1.一种非诊断性的靶标核酸分子的检测方法，其特征在于，包括步骤：

(a) 提供一含靶标核酸分子的待检测的样本，所述靶标核酸分子包括单链DNA；

(b) 将所述待检测的样本与切割试剂或含所述切割试剂的切割缓冲液进行混合，从而形成一检测体系，其中，所述的切割试剂包括：2个向导ssDNA、基因编辑酶Ago、和第一报告核酸分子，所述第一报告核酸分子带有荧光基团和淬灭基团，并且，所述的2个向导ssDNA之间彼此相邻且无间隔序列；和

(c) 对所述检测体系进行LAMP检测，从而获得荧光信号值，其中，所述检测体系中检测到荧光信号值，则表示所述样本中存在靶标核酸分子；而所述检测体系中没有检测到荧光信号值，则表示所述样本中不存在靶标核酸分子，所述各向导ssDNA中的5'端的第一位核苷酸为T，所述向导ssDNA为磷酸化的单链DNA分子，所述基因编辑酶Ago为PfAgo(Pyrococcus furiosus Ago)，所述的靶标核酸分子选自下组：病原微生物的核酸分子、基因突变的核酸分子、和特异靶标核酸分子，所述的病原微生物为病毒；

所述的靶标核酸分子被所述基因编辑酶Ago切割后，产生次级向导ssDNA，所述次级向导ssDNA的长度为10-60nt；

并且当用于对病毒进行分型检测时，所述切割试剂还包括额外的2个报告核酸分子，即第二报告核酸分子和第三报告核酸分子，所述2个报告核酸分子相对于次级ssDNA的10或11位引入mismatch，这样保障次级ssDNA相对于所述报告核酸分子至少有一个mismatch。

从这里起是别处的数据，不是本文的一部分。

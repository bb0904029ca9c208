use crate::{DecodedHit, FELibReturn, ReadoutError};
use std::str::FromStr;
use std::time::Duration;

pub const CMD_ARM: &str = "/cmd/armacquisition";
pub const CMD_DISARM: &str = "/cmd/disarmacquisition";
pub const CMD_START: &str = "/cmd/swstartacquisition";
pub const CMD_STOP: &str = "/cmd/swstopacquisition";
pub const CMD_CLEAR: &str = "/cmd/cleardata";
pub const CMD_RESET: &str = "/cmd/reset";

/// Access to one dig2 family digitizer.
///
/// Parameter paths follow the FELib tree (`/par/NumCh`, `/ch/0..63/par/...`)
/// and values travel as strings. `hasdata` and `readdata` return the raw FELib
/// code so callers can tell a timeout or stop apart from a fault.
pub trait Digitizer {
    fn open(&mut self, url: &str) -> Result<(), FELibReturn>;

    fn close(&mut self) -> Result<(), FELibReturn>;

    fn is_connected(&self) -> bool;

    fn getvalue(&self, path: &str) -> Result<String, FELibReturn>;

    fn setvalue(&mut self, path: &str, value: &str) -> Result<(), FELibReturn>;

    fn sendcommand(&mut self, path: &str) -> Result<(), FELibReturn>;

    /// Select the active endpoint and set its read-data format (JSON).
    fn configure_endpoint(&mut self, format: &str) -> Result<(), FELibReturn>;

    fn hasdata(&mut self, timeout: Duration) -> FELibReturn;

    /// Decode the next hit straight into `hit`.
    fn readdata(&mut self, timeout: Duration, hit: &mut DecodedHit) -> FELibReturn;

    fn arm(&mut self) -> Result<(), FELibReturn> {
        self.sendcommand(CMD_ARM)
    }

    fn disarm(&mut self) -> Result<(), FELibReturn> {
        self.sendcommand(CMD_DISARM)
    }

    fn start(&mut self) -> Result<(), FELibReturn> {
        self.sendcommand(CMD_START)
    }

    fn stop(&mut self) -> Result<(), FELibReturn> {
        self.sendcommand(CMD_STOP)
    }

    fn clear(&mut self) -> Result<(), FELibReturn> {
        self.sendcommand(CMD_CLEAR)
    }

    fn reset(&mut self) -> Result<(), FELibReturn> {
        self.sendcommand(CMD_RESET)
    }
}

/// Path covering channels `0..num_ch` in one setvalue call.
pub fn all_channels(num_ch: usize, par: &str) -> String {
    format!("/ch/0..{}/par/{}", num_ch.saturating_sub(1), par)
}

pub fn channel_par(ch: usize, par: &str) -> String {
    format!("/ch/{}/par/{}", ch, par)
}

/// Read a parameter and parse it, reporting failures as device query errors.
pub fn query_value<T>(module: &str, dev: &dyn Digitizer, path: &str) -> crate::Result<T>
where
    T: FromStr,
    T::Err: std::fmt::Display,
{
    let raw = dev.getvalue(path).map_err(|code| ReadoutError::DeviceQuery {
        module: module.to_string(),
        path: path.to_string(),
        reason: code.to_string(),
    })?;
    raw.trim().parse().map_err(|e: T::Err| ReadoutError::DeviceQuery {
        module: module.to_string(),
        path: path.to_string(),
        reason: format!("unparsable value '{}': {}", raw.trim(), e),
    })
}
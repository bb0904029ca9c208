//! Error type shared by the readout core.
//!
//! Device failures keep the raw [`FELibReturn`] code so an operator can look it
//! up against the vendor documentation.

use crate::FELibReturn;
use thiserror::Error;

pub type Result<T> = std::result::Result<T, ReadoutError>;

#[derive(Error, Debug, Clone, PartialEq)]
pub enum ReadoutError {
    #[error("no configuration found for module '{0}'")]
    ConfigNotFound(String),

    #[error("module {module}: unable to connect to {url}: {code}")]
    Connection {
        module: String,
        url: String,
        code: FELibReturn,
    },

    #[error("module {module}: {operation} failed: {code}")]
    Device {
        module: String,
        operation: String,
        code: FELibReturn,
    },

    #[error("module {module}: query of {path} failed: {reason}")]
    DeviceQuery {
        module: String,
        path: String,
        reason: String,
    },

    #[error("module {module}: invalid value for {parameter}: {reason}")]
    Validation {
        module: String,
        parameter: String,
        reason: String,
    },

    #[error("fragment needs {required} bytes but only {available} are available")]
    BufferTooSmall { required: usize, available: usize },

    #[error("malformed record at byte {offset}: {reason}")]
    MalformedRecord { offset: usize, reason: String },
}

impl ReadoutError {
    pub(crate) fn device(module: &str, operation: &str, code: FELibReturn) -> Self {
        ReadoutError::Device {
            module: module.to_string(),
            operation: operation.to_string(),
            code,
        }
    }

    pub(crate) fn validation(module: &str, parameter: &str, reason: impl Into<String>) -> Self {
        ReadoutError::Validation {
            module: module.to_string(),
            parameter: parameter.to_string(),
            reason: reason.into(),
        }
    }
}
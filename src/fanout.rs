use crate::segment::{EventSegment, ReadoutChannel};
use crate::trigger_set::SharedAggregator;
use crate::Result;
use log::{debug, info, warn};
use std::cell::Cell;
use std::rc::Rc;

/// "Call read again before the next poll" signal shared with the host.
#[derive(Clone, Debug, Default)]
pub struct MoreData(Rc<Cell<bool>>);

impl MoreData {
    pub fn new() -> Self {
        Self::default()
    }

    pub fn set(&self, more: bool) {
        self.0.set(more);
    }

    pub fn get(&self) -> bool {
        self.0.get()
    }

    /// Read and clear.
    pub fn take(&self) -> bool {
        self.0.replace(false)
    }
}

/// Presents every channel of an aggregator as one segment.
///
/// Lifecycle calls go to all channels. `read` serves one triggered channel per
/// call, most recently triggered first, and raises [`MoreData`] while others
/// are still waiting.
pub struct FanoutReadout {
    aggregator: SharedAggregator,
    more: MoreData,
    config_changed: bool,
    last_source: Option<u32>,
}

impl FanoutReadout {
    pub fn new(aggregator: SharedAggregator, more: MoreData) -> Self {
        Self {
            aggregator,
            more,
            config_changed: false,
            last_source: None,
        }
    }

    /// Switch to a freshly built aggregator. Hardware is reset on the next initialize.
    ///
    /// Modules of the outgoing aggregator are disabled first.
    pub fn rebind(&mut self, aggregator: SharedAggregator) {
        if let Err(e) = self.broadcast_down(|ch| ch.disable()) {
            warn!("Disabling outgoing modules failed: {}", e);
        }
        self.aggregator = aggregator;
        self.more.set(false);
        self.last_source = None;
        self.config_changed = true;
    }

    pub fn mark_config_changed(&mut self) {
        self.config_changed = true;
    }

    pub fn config_changed(&self) -> bool {
        self.config_changed
    }

    /// Source id of the channel served by the last non-empty `read`.
    pub fn last_source_id(&self) -> Option<u32> {
        self.last_source
    }

    pub fn aggregator(&self) -> &SharedAggregator {
        &self.aggregator
    }

    fn discard_worklist(&self) {
        self.aggregator.borrow_mut().worklist_mut().clear();
        self.more.set(false);
    }

    fn reset_all(&mut self) -> Result<()> {
        let mut agg = self.aggregator.borrow_mut();
        for ch in agg.channels_mut() {
            ch.reset_hardware()?;
        }
        Ok(())
    }

    /// Run `step` on every channel. On the first failure disable them all.
    fn bring_up(
        &mut self,
        what: &str,
        step: impl Fn(&mut dyn ReadoutChannel) -> Result<()>,
    ) -> Result<()> {
        let res = {
            let mut agg = self.aggregator.borrow_mut();
            let res = agg.channels_mut().try_for_each(|ch| step(ch));
            res
        };
        if let Err(e) = res {
            warn!("{} failed, disabling all modules: {}", what, e);
            if let Err(unwind) = self.broadcast_down(|ch| ch.disable()) {
                warn!("Disable after failed {} also failed: {}", what, unwind);
            }
            return Err(e);
        }
        Ok(())
    }

    /// Run `step` on every channel even if some fail. Returns the first failure.
    fn broadcast_down(
        &mut self,
        step: impl Fn(&mut dyn ReadoutChannel) -> Result<()>,
    ) -> Result<()> {
        self.discard_worklist();
        let mut agg = self.aggregator.borrow_mut();
        let mut first_err = None;
        for ch in agg.channels_mut() {
            if let Err(e) = step(ch) {
                first_err.get_or_insert(e);
            }
        }
        match first_err {
            Some(e) => Err(e),
            None => Ok(()),
        }
    }
}

impl EventSegment for FanoutReadout {
    fn initialize(&mut self) -> Result<()> {
        if self.config_changed {
            info!("Configuration changed, resetting hardware");
            if let Err(e) = self.reset_all() {
                if let Err(unwind) = self.broadcast_down(|ch| ch.disable()) {
                    warn!("Disable after failed reset also failed: {}", unwind);
                }
                return Err(e);
            }
            self.config_changed = false;
        }
        self.bring_up("initialize", |ch| ch.initialize())?;
        info!("{} modules initialized", self.aggregator.borrow().len());
        Ok(())
    }

    fn disable(&mut self) -> Result<()> {
        self.broadcast_down(|ch| ch.disable())
    }

    fn on_pause(&mut self) -> Result<()> {
        self.broadcast_down(|ch| ch.on_pause())
    }

    fn on_resume(&mut self) -> Result<()> {
        self.bring_up("resume", |ch| ch.on_resume())
    }

    fn read(&mut self, dest: &mut [u8]) -> Result<usize> {
        let mut agg = self.aggregator.borrow_mut();
        let Some(ch) = agg.pop_triggered() else {
            self.more.set(false);
            return Ok(0);
        };
        let source = ch.identity().source_id;
        let res = ch.read(dest);
        let remaining = agg.worklist().len();
        self.more.set(remaining > 0);
        let written = res?;
        self.last_source = Some(source);
        debug!(
            "Served source {} ({} bytes), {} modules still pending",
            source, written, remaining
        );
        Ok(written)
    }
}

2.如权利要求1所述的方法，其特征在于，所述的待检测的样本包括未经扩增的样本以及经过扩增的样本。

3.如权利要求1所述的方法，其特征在于，所述向导ssDNA的长度各自独立地为10-60nt。

4.如权利要求1所述的方法，其特征在于，所述次级向导ssDNA的长度为10-40nt。

5.如权利要求4所述的方法，其特征在于，所述次级向导ssDNA的长度为15-17nt。

6.如权利要求1所述的方法，其特征在于，所述的第一报告核酸分子的长度为9-100nt。

7.如权利要求1所述的方法，其特征在于，所述的病毒包括：冠状病毒、流感病毒、HIV、肝炎病毒、副流感病毒。

8.如权利要求1所述的方法，其特征在于，所述病毒选自下组：SARS、SARS-CoV-2、HCoV-229E、HCoV-OC43、HCoV-NL63、HCoV-HKU1、Mers-Cov、或其组合。

9.如权利要求1所述的方法，其特征在于，所述对病毒进行分型检测为判断病毒是野生型还是突变型。

10.如权利要求1所述的方法，其特征在于，所述的第二报告核酸分子、第三报告核酸分子的长度各自独立地为9-200nt。